Republican Party: The Republican Party generally supports individual liberty, free-market capitalism, limited government intervention, and traditional values. Often more conservative, they emphasize a smaller role for the government and lower taxes.
How the government works
The United States operates as a federal republic, meaning power is divided between the federal government and individual states. Here are the key components:
Three branches of government: The U.S. government consists of three branches: the Executive branch (led by the President) which enforces the laws of the land, the Legislative branch (Congress: Senate and House of Representatives) which makes all laws, regulates interstate and foreign commerce and controls taxing and spending policies, and the Judicial branch (Supreme Court and other federal courts) which interprets, applies and determines the law.

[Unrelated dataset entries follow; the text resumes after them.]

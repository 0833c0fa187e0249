// Copyright 2020 Toolchain Labs, Inc. All rights reserved.
// Licensed under the Apache License, Version 2.0 (see LICENSE).

use protos::google::longrunning::{
    operations_server::Operations, CancelOperationRequest, DeleteOperationRequest,
    GetOperationRequest, ListOperationsRequest, ListOperationsResponse, Operation,
    WaitOperationRequest,
};
use tonic::{Request, Response, Status};

use execution_util::instance_name_from_operation_name;

use crate::api::ExecutionServer;

/// NB: This interface is only implementated in order to support client side cancellation of
/// operations, and so many methods are stubbed.
#[tonic::async_trait]
impl Operations for ExecutionServer {
    #[tracing::instrument(skip_all, fields(opentelemetry = true))]
    async fn cancel_operation(
        &self,
        request: Request<CancelOperationRequest>,
    ) -> Result<Response<()>, Status> {
        let request = request.into_inner();
        let instance_name =
            instance_name_from_operation_name(&request.name).map_err(Status::invalid_argument)?;
        self.instances.instance(instance_name).cancel(request.name);
        Ok(Response::new(()))
    }

    #[tracing::instrument(skip_all, fields(opentelemetry = true))]
    async fn list_operations(
        &self,
        _request: Request<ListOperationsRequest>,
    ) -> Result<Response<ListOperationsResponse>, Status> {
        Err(Status::unimplemented("list_operations"))
    }

    #[tracing::instrument(skip_all, fields(opentelemetry = true))]
    async fn get_operation(
        &self,
        _request: Request<GetOperationRequest>,
    ) -> Result<Response<Operation>, Status> {
        Err(Status::unimplemented("get_operation"))
    }

    #[tracing::instrument(skip_all, fields(opentelemetry = true))]
    async fn delete_operation(
        &self,
        _request: Request<DeleteOperationRequest>,
    ) -> Result<Response<()>, Status> {
        Err(Status::unimplemented("delete_operation"))
    }

    #[tracing::instrument(skip_all, fields(opentelemetry = true))]
    async fn wait_operation(
        &self,
        _request: Request<WaitOperationRequest>,
    ) -> Result<Response<Operation>, Status> {
        Err(Status::unimplemented("wait_operation"))
    }
}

Checks and balances: The three branches have distinct powers and can check each other to prevent the abuse of power. This system helps ensure a balance of power and upholds democratic principles.
The election system
An election system is used to choose leaders at various levels of government. Here are the key elements:
Presidential elections: Presidential elections are held every four years. Candidates from different parties compete, and citizens vote to select electors from their respective states who, in turn, vote for the President. The candidate who secures the majority of electoral votes becomes President.
Congressional elections: Members of Congress (Senators and Representatives) are elected separately. Senators serve six-year terms, while Representatives serve two-year terms. These positions are elected directly by citizens in their respective states or districts.

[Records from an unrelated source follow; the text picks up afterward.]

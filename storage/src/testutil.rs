// Copyright 2021 Toolchain Labs, Inc. All rights reserved.
// Licensed under the Apache License, Version 2.0 (see LICENSE).

use std::collections::HashMap;
use std::sync::atomic::{AtomicUsize, Ordering};
use std::sync::Arc;

use async_trait::async_trait;
use bytes::Bytes;
use parking_lot::Mutex;
use tokio::sync::Semaphore;

use crate::driver::{
    BlobStorage, BoxReadStream, DriverState, Instance, SmallBlobStorage, StorageError,
    StreamingWriteError, WriteAttemptOps,
};
use crate::Digest;

/// Container for digest/bytes of test content.
#[derive(Clone, Debug)]
pub struct TestData {
    /// The actual bytes of the content.
    pub bytes: Bytes,

    /// Digest of the content.
    pub digest: Digest,
}

impl TestData {
    pub fn from_static(content: &'static [u8]) -> Self {
        let bytes = Bytes::from_static(content);
        let digest = Digest::of_bytes(&bytes).expect("compute digest");
        Self { bytes, digest }
    }
}

#[derive(Clone, Debug)]
pub struct CountMethodCallsStorage<S> {
    inner: S,
    pub find_missing_blobs_count: Arc<AtomicUsize>,
    pub read_count: Arc<AtomicUsize>,
    pub write_count: Arc<AtomicUsize>,
}

#[async_trait]
impl<S> BlobStorage for CountMethodCallsStorage<S>
where
    S: BlobStorage + Send + Sync + 'static,
{
    async fn find_missing_blobs(
        &self,
        instance: Instance,
        digests: Vec<Digest>,
        state: DriverState,
    ) -> Result<Vec<Digest>, StorageError> {
        self.find_missing_blobs_count.fetch_add(1, Ordering::SeqCst);
        self.inner
            .find_missing_blobs(instance, digests, state)
            .await
    }

    async fn read_blob(
        &self,
        instance: Instance,
        digest: Digest,
        max_batch_size: usize,
        read_offset: Option<usize>,
        read_limit: Option<usize>,
        state: DriverState,
    ) -> Result<Option<BoxReadStream>, StorageError> {
        self.read_count.fetch_add(1, Ordering::SeqCst);
        self.inner
            .read_blob(
                instance,
                digest,
                max_batch_size,
                read_offset,
                read_limit,
                state,
            )
            .await
    }

    async fn begin_write_blob(
        &self,
        instance: Instance,
        digest: Digest,
        state: DriverState,
    ) -> Result<Box<dyn WriteAttemptOps + Send + Sync>, StreamingWriteError> {
        self.write_count.fetch_add(1, Ordering::SeqCst);
        self.inner.begin_write_blob(instance, digest, state).await
    }

    fn ensure_instance(&mut self, instance: &Instance, state: DriverState) {
        self.inner.ensure_instance(instance, state);
    }
}

#[async_trait]
impl<S> SmallBlobStorage for CountMethodCallsStorage<S>
where
    S: SmallBlobStorage + Send + Sync + 'static,
{
    async fn find_missing_blobs(
        &self,
        instance: Instance,
        digests: Vec<Digest>,
        state: DriverState,
    ) -> Result<Vec<Digest>, StorageError> {
        self.find_missing_blobs_count.fetch_add(1, Ordering::SeqCst);
        self.inner
            .find_missing_blobs(instance, digests, state)
            .await
    }

    async fn read_blob(
        &self,
        instance: Instance,
        digest: Digest,
        state: DriverState,
    ) -> Result<Option<Bytes>, StorageError> {
        self.read_count.fetch_add(1, Ordering::SeqCst);
        self.inner.read_blob(instance, digest, state).await
    }

    async fn write_blob(
        &self,
        instance: Instance,
        digest: Digest,
        content: Bytes,
        state: DriverState,
    ) -> Result<(), StorageError> {
        self.write_count.fetch_add(1, Ordering::SeqCst);
        self.inner
            .write_blob(instance, digest, content, state)
            .await
    }
}

impl<S> CountMethodCallsStorage<S> {
    pub fn new(inner: S) -> Self {
        Self {
            inner,
            find_missing_blobs_count: Arc::new(AtomicUsize::new(0)),
            read_count: Arc::new(AtomicUsize::new(0)),
            write_count: Arc::new(AtomicUsize::new(0)),
        }
    }

    pub fn into_inner(self) -> S {
        self.inner
    }

    pub fn counts(&self) -> (usize, usize, usize) {
        (
            self.find_missing_blobs_count.load(Ordering::SeqCst),
            self.read_count.load(Ordering::SeqCst),
            self.write_count.load(Ordering::SeqCst),
        )
    }
}

pub struct AlwaysExistsStorage;

#[async_trait]
impl BlobStorage for AlwaysExistsStorage {
    async fn find_missing_blobs(
        &self,
        _: Instance,
        _: Vec<Digest>,
        _: DriverState,
    ) -> Result<Vec<Digest>, StorageError> {
        Ok(vec![])
    }

    async fn read_blob(
        &self,
        _: Instance,
        _: Digest,
        _: usize,
        _: Option<usize>,
        _: Option<usize>,
        _: DriverState,
    ) -> Result<Option<BoxReadStream>, StorageError> {
        Err(StorageError::Unavailable(
            "This storage claims that all values exist, but doesn't actually contain anything."
                .to_string(),
        ))
    }

    async fn begin_write_blob(
        &self,
        _: Instance,
        _: Digest,
        _: DriverState,
    ) -> Result<Box<dyn WriteAttemptOps + Send + Sync + 'static>, StreamingWriteError> {
        Err(StreamingWriteError::AlreadyExists)
    }

    fn ensure_instance(&mut self, _: &Instance, _: DriverState) {}
}

#[derive(Clone)]
pub struct SmallMemoryStorage {
    contents: Arc<Mutex<HashMap<Digest, Bytes>>>,
}

impl SmallMemoryStorage {
    pub fn new() -> Self {
        Self {
            contents: Arc::new(Mutex::new(HashMap::new())),
        }
    }
}

#[async_trait]
impl SmallBlobStorage for SmallMemoryStorage {
    async fn find_missing_blobs(
        &self,
        _instance: Instance,
        digests: Vec<Digest>,
        _state: DriverState,
    ) -> Result<Vec<Digest>, StorageError> {
        let contents = self.contents.lock();
        let missing_digests = digests
            .into_iter()
            .filter(|d| !contents.contains_key(d))
            .collect::<Vec<_>>();
        Ok(missing_digests)
    }

    async fn read_blob(
        &self,
        _instance: Instance,
        digest: Digest,
        _state: DriverState,
    ) -> Result<Option<Bytes>, StorageError> {
        let contents = self.contents.lock();
        let blob_opt = contents.get(&digest).cloned();
        Ok(blob_opt)
    }

    async fn write_blob(
        &self,
        _instance: Instance,
        digest: Digest,
        content: Bytes,
        _state: DriverState,
    ) -> Result<(), StorageError> {
        let mut contents = self.contents.lock();
        contents.insert(digest, content);
        Ok(())
    }
}

#[derive(Copy, Clone, Debug)]
pub enum WriteSemaphoreOperation {
    Increment,
    Acquire,
}

impl WriteSemaphoreOperation {
    async fn execute(&self, semaphore: Arc<Semaphore>) -> Result<(), String> {
        match self {
            WriteSemaphoreOperation::Increment => semaphore.add_permits(1),
            WriteSemaphoreOperation::Acquire => {
                let _ = semaphore.acquire().await.map_err(|e| e.to_string())?;
            }
        }
        Ok(())
    }
}

/// Either increments or acquires the provided semaphore on writes.
///
/// The increment mode allows tests to detect when a write actually occurred to avoid flaky
/// sleeps to try and hope the write occurs. The acquire mode allows a test to block a write
/// from completing.
#[derive(Clone, Debug)]
pub struct WriteSemaphoreStorage<S> {
    inner: S,
    semaphore: Arc<Semaphore>,
    operation: WriteSemaphoreOperation,
}

#[async_trait]
impl<S> BlobStorage for WriteSemaphoreStorage<S>
where
    S: BlobStorage + Send + Sync + 'static,
{
    async fn find_missing_blobs(
        &self,
        instance: Instance,
        digests: Vec<Digest>,
        state: DriverState,
    ) -> Result<Vec<Digest>, StorageError> {
        self.inner
            .find_missing_blobs(instance, digests, state)
            .await
    }

    async fn read_blob(
        &self,
        instance: Instance,
        digest: Digest,
        max_batch_size: usize,
        read_offset: Option<usize>,
        read_limit: Option<usize>,
        state: DriverState,
    ) -> Result<Option<BoxReadStream>, StorageError> {
        self.inner
            .read_blob(
                instance,
                digest,
                max_batch_size,
                read_offset,
                read_limit,
                state,
            )
            .await
    }

    async fn begin_write_blob(
        &self,
        instance: Instance,
        digest: Digest,
        state: DriverState,
    ) -> Result<Box<dyn WriteAttemptOps + Send + Sync + 'static>, StreamingWriteError> {
        let attempt = self.inner.begin_write_blob(instance, digest, state).await?;
        Ok(Box::new(WriteSemaphoreWriteAttempt {
            semaphore: self.semaphore.clone(),
            attempt,
            operation: self.operation,
        }))
    }

    fn ensure_instance(&mut self, instance: &Instance, state: DriverState) {
        self.inner.ensure_instance(instance, state);
    }
}

struct WriteSemaphoreWriteAttempt {
    semaphore: Arc<Semaphore>,
    attempt: Box<dyn WriteAttemptOps + Send + Sync + 'static>,
    operation: WriteSemaphoreOperation,
}

#[async_trait]
impl WriteAttemptOps for WriteSemaphoreWriteAttempt {
    async fn write(&mut self, batch: Bytes) -> Result<(), StreamingWriteError> {
        self.attempt.write(batch).await
    }

    async fn commit(self: Box<Self>) -> Result<(), StreamingWriteError> {
        self.attempt.commit().await?;
        self.operation.execute(self.semaphore.clone()).await?;
        Ok(())
    }
}

#[async_trait]
impl<S> SmallBlobStorage for WriteSemaphoreStorage<S>
where
    S: SmallBlobStorage + Send + Sync + 'static,
{
    async fn find_missing_blobs(
        &self,
        instance: Instance,
        digests: Vec<Digest>,
        state: DriverState,
    ) -> Result<Vec<Digest>, StorageError> {
        self.inner
            .find_missing_blobs(instance, digests, state)
            .await
    }

    async fn read_blob(
        &self,
        instance: Instance,
        digest: Digest,
        state: DriverState,
    ) -> Result<Option<Bytes>, StorageError> {
        self.inner.read_blob(instance, digest, state).await
    }

    async fn write_blob(
        &self,
        instance: Instance,
        digest: Digest,
        content: Bytes,
        state: DriverState,
    ) -> Result<(), StorageError> {
        self.inner
            .write_blob(instance, digest, content, state)
            .await?;
        self.operation.execute(self.semaphore.clone()).await?;
        Ok(())
    }
}

impl<S> WriteSemaphoreStorage<S> {
    pub fn new(inner: S, semaphore: Arc<tokio::sync::Semaphore>) -> Self {
        Self::with_operation(inner, semaphore, WriteSemaphoreOperation::Increment)
    }

    pub fn with_operation(
        inner: S,
        semaphore: Arc<tokio::sync::Semaphore>,
        operation: WriteSemaphoreOperation,
    ) -> Self {
        Self {
            inner,
            semaphore,
            operation,
        }
    }

    pub fn into_inner(self) -> S {
        self.inner
    }

    pub fn get_ref(&self) -> &S {
        &self.inner
    }
}
// Copyright 2021 Toolchain Labs, Inc. All rights reserved.
// Licensed under the Apache License, Version 2.0 (see LICENSE).

#![deny(warnings)]

pub mod auth;
pub mod backend;
pub mod hyper;
pub mod infra;
pub mod logging;
pub mod retry;
pub mod secrets;
pub mod sentry;
pub mod services;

State and local elections: State and local elections vary and can take place in any year at various times throughout the year. The roles voted on can include state governors, county executives, city majors, among other key positions of responsibility.
Who can vote
The following criteria must be met to be eligible to vote:
U.S. citizenship: Only U.S. citizens are eligible to vote in federal, state, and local elections.

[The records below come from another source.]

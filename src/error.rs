//! Gateway error types with HTTP status code mapping.
//!
//! [`GatewayError`] is the central error type for the HTTP layer. Each
//! variant maps to a specific HTTP status code and structured JSON error
//! response.

use axum::extract::rejection::JsonRejection;
use axum::http::StatusCode;
use axum::response::{IntoResponse, Response};
use serde::Serialize;
use utoipa::ToSchema;

use crate::domain::BroadcastError;

/// Structured JSON error response body.
///
/// All error responses follow this shape:
/// ```json
/// {
///   "error": {
///     "code": 1001,
///     "message": "invalid request: expected value at line 1 column 1",
///     "details": null
///   }
/// }
/// ```
#[derive(Debug, Serialize, ToSchema)]
pub struct ErrorResponse {
    /// Structured error payload.
    pub error: ErrorBody,
}

/// Inner error body with numeric code and human-readable message.
#[derive(Debug, Serialize, ToSchema)]
pub struct ErrorBody {
    /// Numeric error code (see [`GatewayError::error_code`]).
    pub code: u32,
    /// Human-readable error message.
    pub message: String,
    /// Optional additional details.
    #[serde(skip_serializing_if = "Option::is_none")]
    pub details: Option<String>,
}

/// Server-side error enum with HTTP status code mapping.
///
/// # Error Code Ranges
///
/// | Range     | Category   | HTTP Status                 |
/// |-----------|------------|-----------------------------|
/// | 1000–1999 | Validation | 400 / 413                   |
/// | 3000–3999 | Server     | 500 Internal Server Error   |
#[derive(Debug, thiserror::Error)]
pub enum GatewayError {
    /// Request body could not be parsed.
    #[error("invalid request: {0}")]
    InvalidRequest(String),

    /// Request body exceeded the configured size limit.
    #[error("request too large: {0}")]
    PayloadTooLarge(String),

    /// One or more subscribers failed during a broadcast.
    #[error("broadcast failed: {0}")]
    Broadcast(#[from] BroadcastError),

    /// Internal server error.
    #[error("internal error: {0}")]
    Internal(String),
}

impl GatewayError {
    /// Returns the numeric error code for this variant.
    #[must_use]
    pub const fn error_code(&self) -> u32 {
        match self {
            Self::InvalidRequest(_) => 1001,
            Self::PayloadTooLarge(_) => 1002,
            Self::Internal(_) => 3000,
            Self::Broadcast(_) => 3001,
        }
    }

    /// Returns the HTTP status code for this variant.
    #[must_use]
    pub const fn status_code(&self) -> StatusCode {
        match self {
            Self::InvalidRequest(_) => StatusCode::BAD_REQUEST,
            Self::PayloadTooLarge(_) => StatusCode::PAYLOAD_TOO_LARGE,
            Self::Broadcast(_) | Self::Internal(_) => StatusCode::INTERNAL_SERVER_ERROR,
        }
    }

    fn details(&self) -> Option<String> {
        match self {
            Self::Broadcast(BroadcastError::SubscribersFailed { failed, .. }) => Some(
                failed
                    .iter()
                    .map(ToString::to_string)
                    .collect::<Vec<_>>()
                    .join(", "),
            ),
            _ => None,
        }
    }
}

impl From<JsonRejection> for GatewayError {
    fn from(rejection: JsonRejection) -> Self {
        if rejection.status() == StatusCode::PAYLOAD_TOO_LARGE {
            Self::PayloadTooLarge(rejection.body_text())
        } else {
            Self::InvalidRequest(rejection.body_text())
        }
    }
}

impl IntoResponse for GatewayError {
    fn into_response(self) -> Response {
        let status = self.status_code();
        let body = ErrorResponse {
            error: ErrorBody {
                code: self.error_code(),
                message: self.to_string(),
                details: self.details(),
            },
        };
        let mut response = axum::Json(body).into_response();
        *response.status_mut() = status;
        response
    }
}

Age requirement: Individuals must be at least 18 years old on or before Election Day to vote. However, some states allow 17 –year olds to vote in primary elections if they will turn 18 before the general election.
Residency: Voters must meet their state's residency requirements, which usually include having a permanent address within the state or district where they wish to vote.
It's important to note that voter registration is a crucial step towards exercising your right to vote. Each state sets its own rules regarding voter registration, but it is generally required in advance of Election Day. Registered voters are provided with information about their assigned polling place and can participate in various elections.
Please keep in mind that specific requirements may vary by state, and it's important to check with your state election office for detailed information on voter eligibility and registration.
How to vote
Register to vote: Make sure you are registered to vote. Each state has different requirements and deadlines, so visit your state's election office website or contact them directly for registration details.
Find your polling place: Before Election Day, find out where your designated polling place is. This information can be found on your state's election office website or other relevant voter resources.
Research candidates and issues: Understand the candidates running for office and the key issues they represent. Read candidate platforms, watch debates, and consult reliable news sources to be an informed voter.
Cast your vote: On Election Day, visit your designated polling place during the allotted voting hours. Follow the instructions given by the poll workers and use the provided voting equipment or paper ballots to cast your vote.
Early voting and absentee ballots: If you are unable to vote on Election Day, check if your state allows early voting or offers absentee ballots. These options provide flexibility for those who are unable to vote in person.
This quick guide provides an overview of U.S. politics to assist you in understanding the basics. As you settle in and immerse yourself in American society, you will gain a deeper understanding of the intricate political landscape. Get involved, stay informed, and make your voice heard!